VIVIAN: Helas aquí brevemente. El Arte no se expresa más que a sí mismo. Tiene una vida
independiente, como el pensamiento, y se desarrolla puramente en un sentido que le es peculiar. No es
necesariamente realista en una época de realismo, ni espiritualista en una época de fe. Lejos de ser
creación de su tiempo, está generalmente en oposición directa con él, y la única historia que nos ofrece
es la de su propio progreso. A veces vuelve sobre sus pasos y resucita alguna forma antigua, como
sucedió en el movimiento arcaico del último arte griego y en el movimiento prerrafaelista
contemporáneo. Otras veces se adelanta en absoluto a su época y produce una obra que otro siglo
posterior comprenderá y apreciará. En ningún caso representa su época. Pasar del arte de una época a
la época misma es el gran error que cometen todos los historiadores. La segunda doctrina es ésta . Todo
arte malo proviene de una regresión a la Vida y a la Naturaleza y de haber querido elevarlas a la altura
de ideales. La Vida y la Naturaleza pueden ser utilizadas a veces como parte integrante de los materiales
artísticos: pero antes deben ser traducidas en convenciones artísticas. Cuando el arte deja de ser
imaginativo, fenece. El realismo como método, es un completo fracaso, y el artista debe evitar la
modernidad de forma y la modernidad del asunto. A quienes vivimos en el siglo diecinueve, cualquier
otro siglo, menos el nuestro, puede ofrecer un asunto artístico apropiado. Las cosas bellas son las que
nos conciernen. Citando gustoso, diré que precisamente porque Hécuba no tiene nada que ver con
nosotros, es por lo que sus dolores constituyen un motivo trágico adecuado. Además, lo moderno se
torna anticuado siempre. Zola se sienta para trazarnos un cuadro del Segundo Imperio. ¿A quién le
interesa hoy el Segundo Imperio? Está pasado de moda. La vida avanza más de prisa que el Realismo;
pero el Romanticismo precede siempre a la vida. La tercera doctrina es que la Vida imita al Arte mucho
más que el Arte imita a la Vida. Lo cual proviene no sólo del instinto imitativo de la Vida sino del hecho
de que el don consciente de la Vida es hallar su expresión, y el Arte le ofrece ciertas formas de belleza
para la realización de esa energía. Esta teoría, inédita hasta ahora, es extraordinariamente fecunda y
arroja una luz enteramente nueva sobre la historia del Arte.

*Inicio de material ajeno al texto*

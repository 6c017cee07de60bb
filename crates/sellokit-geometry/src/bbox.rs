//! Axis-aligned bounding boxes.
//!
//! [`Extent`] is the accumulator used while walking primitives. It starts
//! from the infinite sentinels and only becomes a [`BoundingBox`] once some
//! geometry has been seen; an untouched extent is an error, never a zero box.

use lyon::geom::Box2D;
use sellokit_core::{GeometryError, PhysicalSize};
use serde::{Deserialize, Serialize};

/// Bounding box in drawing units. Width and height are never negative.
#[derive(Debug, Clone, Copy, PartialEq, Serialize, Deserialize)]
pub struct BoundingBox {
    pub min_x: f64,
    pub min_y: f64,
    pub width: f64,
    pub height: f64,
}

impl BoundingBox {
    pub fn new(min_x: f64, min_y: f64, width: f64, height: f64) -> Self {
        Self {
            min_x,
            min_y,
            width,
            height,
        }
    }

    pub fn max_x(&self) -> f64 {
        self.min_x + self.width
    }

    pub fn max_y(&self) -> f64 {
        self.min_y + self.height
    }

    /// Width and height as a size value, in the box's own units
    pub fn size(&self) -> PhysicalSize {
        PhysicalSize::new(self.width, self.height)
    }

    /// Zero width or height (or non-finite values): cannot be fitted or scaled
    pub fn is_degenerate(&self) -> bool {
        !(self.min_x.is_finite()
            && self.min_y.is_finite()
            && self.width.is_finite()
            && self.height.is_finite()
            && self.width > 0.0
            && self.height > 0.0)
    }

    /// Smallest box containing both
    pub fn union(&self, other: &BoundingBox) -> BoundingBox {
        let min_x = self.min_x.min(other.min_x);
        let min_y = self.min_y.min(other.min_y);
        let max_x = self.max_x().max(other.max_x());
        let max_y = self.max_y().max(other.max_y());
        BoundingBox::new(min_x, min_y, max_x - min_x, max_y - min_y)
    }
}

/// Running min/max accumulator over primitive bounds
#[derive(Debug, Clone, Copy, PartialEq)]
pub struct Extent {
    min_x: f64,
    min_y: f64,
    max_x: f64,
    max_y: f64,
}

impl Default for Extent {
    fn default() -> Self {
        Self::empty()
    }
}

impl Extent {
    pub fn empty() -> Self {
        Self {
            min_x: f64::INFINITY,
            min_y: f64::INFINITY,
            max_x: f64::NEG_INFINITY,
            max_y: f64::NEG_INFINITY,
        }
    }

    pub fn is_empty(&self) -> bool {
        self.min_x > self.max_x || self.min_y > self.max_y
    }

    pub fn include_point(&mut self, x: f64, y: f64) {
        self.min_x = self.min_x.min(x);
        self.min_y = self.min_y.min(y);
        self.max_x = self.max_x.max(x);
        self.max_y = self.max_y.max(y);
    }

    pub fn include_box(&mut self, b: &Box2D<f64>) {
        self.include_point(b.min.x, b.min.y);
        self.include_point(b.max.x, b.max.y);
    }

    pub fn merge(&mut self, other: &Extent) {
        if other.is_empty() {
            return;
        }
        self.include_point(other.min_x, other.min_y);
        self.include_point(other.max_x, other.max_y);
    }

    /// The box covered so far; `EmptyGeometry` while nothing was included
    pub fn to_bounding_box(&self) -> Result<BoundingBox, GeometryError> {
        if self.is_empty() {
            return Err(GeometryError::EmptyGeometry);
        }
        Ok(BoundingBox::new(
            self.min_x,
            self.min_y,
            self.max_x - self.min_x,
            self.max_y - self.min_y,
        ))
    }
}

impl FromIterator<Extent> for Extent {
    fn from_iter<I: IntoIterator<Item = Extent>>(iter: I) -> Self {
        iter.into_iter().fold(Extent::empty(), |mut acc, e| {
            acc.merge(&e);
            acc
        })
    }
}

De ello se deduce, como corolario, que la Naturaleza exterior imita también al Arte. Los únicos efectos
que puede mostrarnos son los que habíamos visto ya en poesía o en pintura. Este es el secreto del
encanto de la Naturaleza y asimismo la explicación de su debilidad.
La revelación final es que la Mentira, es decir, relato de bellas cosas falsas, es el fin mismo del Arte. Pero
creo haber hablado de esto lo suficiente. Salgamos ahora a la terraza, donde "el pavo real blanco
desfallece como un fantasma", mientras la estrella de la noche "baña de plata el cielo gris". Al caer la
tarde, la Naturaleza es de un efecto maravillosamente sugestivo y no carece de belleza, aunque quizá
sirva principalmente para ilustrar citas de poetas.
¡Venga usted! Ya hemos conversado bastante.